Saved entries
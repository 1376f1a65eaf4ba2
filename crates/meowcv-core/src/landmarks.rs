//! Landmark provider contract and the named-index accessor layer.
//!
//! The feature extractor never indexes landmarks positionally. It asks a
//! [`LandmarkSet`] for named anatomical points, and the set resolves them
//! through the [`MeshLayout`] of the model that produced it. Swapping in a
//! different landmark model only requires a new layout.

use crate::decoder::PixelBuffer;
use thiserror::Error;

#[derive(Error, Debug)]
pub enum ProviderError {
    #[error("model file not found: {0}; place the face-mesh ONNX model in the model directory")]
    ModelNotFound(String),
    #[error("inference failed: {0}")]
    InferenceFailed(String),
    #[error("ort: {0}")]
    Ort(#[from] ort::Error),
}

#[derive(Error, Debug, PartialEq, Eq)]
pub enum LandmarkError {
    #[error("landmark set has {actual} points, layout requires at least {required}")]
    TooFewPoints { required: usize, actual: usize },
}

/// A normalized landmark. `x`/`y` are relative to image width/height.
#[derive(Debug, Clone, Copy, PartialEq)]
pub struct Landmark {
    pub x: f32,
    pub y: f32,
    /// Relative depth, model-defined scale. Unused by the classifier.
    pub z: f32,
}

/// Positional indices of the points the feature extractor needs.
#[derive(Debug, Clone, Copy, PartialEq, Eq)]
pub struct MeshLayout {
    pub upper_left_eyelid: usize,
    pub lower_left_eyelid: usize,
    pub upper_right_eyelid: usize,
    pub lower_right_eyelid: usize,
    pub upper_inner_lip: usize,
    pub lower_inner_lip: usize,
}

impl MeshLayout {
    /// 468-point face mesh topology.
    pub const FACE_MESH_468: MeshLayout = MeshLayout {
        upper_left_eyelid: 159,
        lower_left_eyelid: 145,
        upper_right_eyelid: 386,
        lower_right_eyelid: 374,
        upper_inner_lip: 13,
        lower_inner_lip: 14,
    };

    /// Smallest point count that makes every index valid.
    pub fn required_points(&self) -> usize {
        [
            self.upper_left_eyelid,
            self.lower_left_eyelid,
            self.upper_right_eyelid,
            self.lower_right_eyelid,
            self.upper_inner_lip,
            self.lower_inner_lip,
        ]
        .into_iter()
        .max()
        .unwrap_or(0)
            + 1
    }
}

/// Landmarks of exactly one face, validated against their layout.
#[derive(Debug, Clone)]
pub struct LandmarkSet {
    points: Vec<Landmark>,
    layout: MeshLayout,
}

impl LandmarkSet {
    pub fn new(points: Vec<Landmark>, layout: MeshLayout) -> Result<Self, LandmarkError> {
        let required = layout.required_points();
        if points.len() < required {
            return Err(LandmarkError::TooFewPoints {
                required,
                actual: points.len(),
            });
        }
        Ok(Self { points, layout })
    }

    pub fn points(&self) -> &[Landmark] {
        &self.points
    }

    pub fn layout(&self) -> &MeshLayout {
        &self.layout
    }

    pub fn upper_left_eyelid(&self) -> Landmark {
        self.points[self.layout.upper_left_eyelid]
    }

    pub fn lower_left_eyelid(&self) -> Landmark {
        self.points[self.layout.lower_left_eyelid]
    }

    pub fn upper_right_eyelid(&self) -> Landmark {
        self.points[self.layout.upper_right_eyelid]
    }

    pub fn lower_right_eyelid(&self) -> Landmark {
        self.points[self.layout.lower_right_eyelid]
    }

    pub fn upper_inner_lip(&self) -> Landmark {
        self.points[self.layout.upper_inner_lip]
    }

    pub fn lower_inner_lip(&self) -> Landmark {
        self.points[self.layout.lower_inner_lip]
    }
}

/// Source of facial landmarks for a decoded RGB image.
///
/// Returns `Ok(None)` when no face is found. When several faces are present
/// the provider picks one; which one is its own policy.
pub trait LandmarkProvider {
    fn extract(&mut self, image: &PixelBuffer) -> Result<Option<LandmarkSet>, ProviderError>;
}

impl<P: LandmarkProvider + ?Sized> LandmarkProvider for Box<P> {
    fn extract(&mut self, image: &PixelBuffer) -> Result<Option<LandmarkSet>, ProviderError> {
        (**self).extract(image)
    }
}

**What is needed:** Start at the first line and transcribe the data exactly through the last.

**Completed task:**
repository 1376f1a65eaf4ba2
filename crates/meowcv-core/src/landmarks.rs
//! Landmark provider contract and the named-index accessor layer.
//!
//! The feature extractor never indexes landmarks positionally. It asks a
//! [`LandmarkSet`] for named anatomical points, and the set resolves them
//! through the [`MeshLayout`] of the model that produced it. Swapping in a
//! different landmark model only requires a new layout.

use crate::decoder::PixelBuffer;
use thiserror::Error;

#[derive(Error, Debug)]
pub enum ProviderError {
    #[error("model file not found: {0}; place the face-mesh ONNX model in the model directory")]
    ModelNotFound(String),
    #[error("inference failed: {0}")]
    InferenceFailed(String),
    #[error("ort: {0}")]
    Ort(#[from] ort::Error),
}

#[derive(Error, Debug, PartialEq, Eq)]
pub enum LandmarkError {
    #[error("landmark set has {actual} points, layout requires at least {required}")]
    TooFewPoints { required: usize, actual: usize },
}

/// A normalized landmark. `x`/`y` are relative to image width/height.
#[derive(Debug, Clone, Copy, PartialEq)]
pub struct Landmark {
    pub x: f32,
    pub y: f32,
    /// Relative depth, model-defined scale. Unused by the classifier.
    pub z: f32,
}

/// Positional indices of the points the feature extractor needs.
#[derive(Debug, Clone, Copy, PartialEq, Eq)]
pub struct MeshLayout {
    pub upper_left_eyelid: usize,
    pub lower_left_eyelid: usize,
    pub upper_right_eyelid: usize,
    pub lower_right_eyelid: usize,
    pub upper_inner_lip: usize,
    pub lower_inner_lip: usize,
}

impl MeshLayout {
    /// 468-point face mesh topology.
    pub const FACE_MESH_468: MeshLayout = MeshLayout {
        upper_left_eyelid: 159,
        lower_left_eyelid: 145,
        upper_right_eyelid: 386,
        lower_right_eyelid: 374,
        upper_inner_lip: 13,
        lower_inner_lip: 14,
    };

    /// Smallest point count that makes every index valid.
    pub fn required_points(&self) -> usize {
        [
            self.upper_left_eyelid,
            self.lower_left_eyelid,
            self.upper_right_eyelid,
            self.lower_right_eyelid,
            self.upper_inner_lip,
            self.lower_inner_lip,
        ]
        .into_iter()
        .max()
        .unwrap_or(0)
            + 1
    }
}

/// Landmarks of exactly one face, validated against their layout.
#[derive(Debug, Clone)]
pub struct LandmarkSet {
    points: Vec<Landmark>,
    layout: MeshLayout,
}

impl LandmarkSet {
    pub fn new(points: Vec<Landmark>, layout: MeshLayout) -> Result<Self, LandmarkError> {
        let required = layout.required_points();
        if points.len() < required {
            return Err(LandmarkError::TooFewPoints {
                required,
                actual: points.len(),
            });
        }
        Ok(Self { points, layout })
    }

    pub fn points(&self) -> &[Landmark] {
        &self.points
    }

    pub fn layout(&self) -> &MeshLayout {
        &self.layout
    }

    pub fn upper_left_eyelid(&self) -> Landmark {
        self.points[self.layout.upper_left_eyelid]
    }

    pub fn lower_left_eyelid(&self) -> Landmark {
        self.points[self.layout.lower_left_eyelid]
    }

    pub fn upper_right_eyelid(&self) -> Landmark {
        self.points[self.layout.upper_right_eyelid]
    }

    pub fn lower_right_eyelid(&self) -> Landmark {
        self.points[self.layout.lower_right_eyelid]
    }

    pub fn upper_inner_lip(&self) -> Landmark {
        self.points[self.layout.upper_inner_lip]
    }

    pub fn lower_inner_lip(&self) -> Landmark {
        self.points[self.layout.lower_inner_lip]
    }
}

/// Source of facial landmarks for a decoded RGB image.
///
/// Returns `Ok(None)` when no face is found. When several faces are present
/// the provider picks one; which one is its own policy.
pub trait LandmarkProvider {
    fn extract(&mut self, image: &PixelBuffer) -> Result<Option<LandmarkSet>, ProviderError>;
}

impl<P: LandmarkProvider + ?Sized> LandmarkProvider for Box<P> {
    fn extract(&mut self, image: &PixelBuffer) -> Result<Option<LandmarkSet>, ProviderError> {
        (**self).extract(image)
    }
}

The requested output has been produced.